August 24, 2001 – While teasing out the molecular signals that govern neural development in fruit flies, researchers have discovered how brain cells "remember" the order in which they are "born" from precursor stem cells. This type of molecular memory appears to determine the specific cell type the newly born cells will become and influences where in the developing brain those cells will reside permanently.
In an article published in the August 24, 2001, issue of the journal Cell, Howard Hughes Medical Institute investigator Chris Q. Doe and colleagues at the University of Oregon reported that Drosophila neural precursor cells, called neuroblasts, sequentially activate four different transcription factors. Transcription factors are proteins that activate or repress the expression of genes.

This sequence of transcription factor activation allows the neuroblasts to give rise to a series of different daughter cells, which ultimately become neurons and glial cells in the fruit fly brain. The scientists found that the daughter cells continue to produce the particular transcription factor that was active in the neuroblast at the time of their birth – a "memory" that allows neurons to maintain differences based on their time of birth. For example, first-born neurons always make the longest axon projections to distant targets, compared to later-born neurons from the same stem cell.
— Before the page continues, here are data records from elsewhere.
/// Events broadcast by the world after processing commands.
#[derive(Clone, Debug, PartialEq, Serialize)]
pub enum Event {
    /// Announces that the lane layout was rebuilt.
    LanesConfigured {
        /// Identifiers of the lanes that now exist.
        lanes: Vec<LaneId>,
        /// Generation origin on the X axis.
        origin_x: f32,
    },
    /// Indicates that the simulation clock advanced.
    TimeAdvanced {
        /// Duration of simulated time that elapsed in the tick.
        dt: Duration,
        /// Total simulated time since the lanes were configured.
        elapsed: Duration,
        /// Player world X coordinate sampled for the tick.
        player_x: f32,
    },
    /// Confirms that a segment was appended to a lane.
    SegmentCreated {
        /// Lane that owns the segment.
        lane: LaneId,
        /// Identifier assigned to the segment.
        segment: SegmentId,
        /// Left boundary of the segment in world units.
        start_x: f32,
        /// Right boundary of the segment in world units.
        end_x: f32,
        /// Vertical centre of the segment's tiles.
        height: f32,
        /// Whether this is the safe start segment.
        is_start: bool,
        /// Oscillation attached to the segment, if any.
        motion: Option<SegmentMotion>,
    },
    /// Requests creation of a tile entity.
    TileCreated {
        /// Segment that owns the tile.
        segment: SegmentId,
        /// Identifier assigned to the tile.
        tile: TileId,
        /// Tile anchor in world units: left edge of its cell on X, vertical centre on Y.
        position: Vec2,
        /// Material and neighbour-derived variant of the tile.
        descriptor: MaterialDescriptor,
        /// Whether the tile is a boundary tile of its segment.
        is_edge: bool,
        /// Collision volumes attached to the tile.
        collision: TileCollision,
        /// Disappearing behaviour attached to the tile, if any.
        disappearing: Option<DisappearSettings>,
    },
    /// Requests creation of a trap, bonus, or debuff entity.
    ObjectSpawned {
        /// Segment that owns the object.
        segment: SegmentId,
        /// Identifier assigned to the object.
        object: ObjectId,
        /// Tile the object was placed on.
        tile: TileId,
        /// Category the spawning rule belongs to.
        category: SpawnCategory,
        /// Index of the spawning rule within its category.
        rule_index: usize,
        /// Prefab the host should instantiate.
        prefab: PrefabRef,
        /// Spawn position in world units.
        position: Vec2,
    },
    /// Reports that an append request was rejected.
    SegmentRejected {
        /// Lane named in the request.
        lane: LaneId,
        /// Specific reason the request failed.
        reason: AppendRejection,
    },
    /// Confirms that a segment moved relative to its generated position.
    SegmentMoved {
        /// Identifier of the moved segment.
        segment: SegmentId,
        /// Displacement from the generated position.
        offset: Vec2,
    },
    /// Confirms that the player touched a tile.
    TileTouched {
        /// Segment that owns the tile.
        segment: SegmentId,
        /// Identifier of the touched tile.
        tile: TileId,
    },
    /// Confirms that a tile's fade alpha or collision state changed.
    TileVisibilityChanged {
        /// Identifier of the tile.
        tile: TileId,
        /// Opacity in the range 0.0..=1.0.
        alpha: f32,
        /// Whether the tile's solid collision volume is enabled.
        solid: bool,
    },
    /// Requests destruction of an object entity.
    ObjectDestroyed {
        /// Segment that owned the object.
        segment: SegmentId,
        /// Identifier of the destroyed object.
        object: ObjectId,
    },
    /// Requests destruction of a tile entity.
    TileDestroyed {
        /// Segment that owned the tile.
        segment: SegmentId,
        /// Identifier of the destroyed tile.
        tile: TileId,
    },
    /// Confirms that a segment left its lane.
    SegmentRemoved {
        /// Lane that owned the segment.
        lane: LaneId,
        /// Identifier of the removed segment.
        segment: SegmentId,
    },
}
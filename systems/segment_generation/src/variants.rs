//! Neighbour-derived tile variants for the visual tile list.

use lava_runner_core::{TileMaterial, TileVariant};

/// Classifies every tile of a segment's visual tile list.
///
/// Boundary tiles are always edges. Interior tiles prefer `FromOther` when the
/// left neighbour differs, then `IntoOther` when the right neighbour differs.
#[must_use]
pub fn classify(materials: &[TileMaterial]) -> Vec<TileVariant> {
    let last = materials.len().saturating_sub(1);
    materials
        .iter()
        .enumerate()
        .map(|(index, current)| {
            if index == 0 {
                return TileVariant::LeftEdge;
            }
            if index == last {
                return TileVariant::RightEdge;
            }
            if materials[index - 1] != *current {
                TileVariant::FromOther
            } else if materials[index + 1] != *current {
                TileVariant::IntoOther
            } else {
                TileVariant::Middle
            }
        })
        .collect()
}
"Before we started this work, it was known that each neuroblast makes many different types of neurons and glia, and that occurs in a particular order," said Doe. "But the genes that control the fate of the cells in that sequence were not known. Also, it was not known whether there is one set of genes that works for all stem cells, or whether each of the many different types of stem cells in the fly has its own set of genes that work in some combination."

According to Doe, Drosophila is an ideal model for studying the order in which specific neural cells arise from stem cells because there are well known markers that can be used to determine the stage of development at which individual neurons are born. "So we can search for the molecular markers -- such as transcription factors, neurotransmitters and other gene products -- that reveal early, middle and late neurons," said Doe. "We can also create and study mutants in genes that affect this birth order."

In their experiments, the scientists sought to understand in what order the fly neuroblasts expressed four transcription factors that were good candidates for regulating the birth order of daughter cells. These transcription factor genes are called hunchback, Krüppel, pdm and castor.

"We first established when each neuron was born from a particular stem cell," said Doe. "And once we had that foundation, we looked for genes that correlated with the birth of the first-born cells, second-born, third-born, and so on. And then we manipulated those cells genetically to determine whether the transcription factors made any difference in the kinds of neuronal cells they would become."

The experiments revealed that the neuroblasts sequentially and transiently expressed hunchback, Krüppel, pdm and then castor in that order. "We found these windows of expression in which a neuroblast would express just one of the transcription factors," said Doe. "Then the daughter cells born during that window – say, the window during which hunchback was being expressed – would maintain hunchback expression permanently. And that's one way the daughter cells can have a molecular memory of their birth order."

This order of genes is critical for normal brain development, because when one of the first genes in the sequence (hunchback, for example) is artificially turned 'on' continuously in a stem cell, that cell will repeatedly make first-born neurons and never make the later-born neurons that it would normally, Doe explained. Thus, the sequential expression of all four genes is necessary to make different neurons from a single stem cell.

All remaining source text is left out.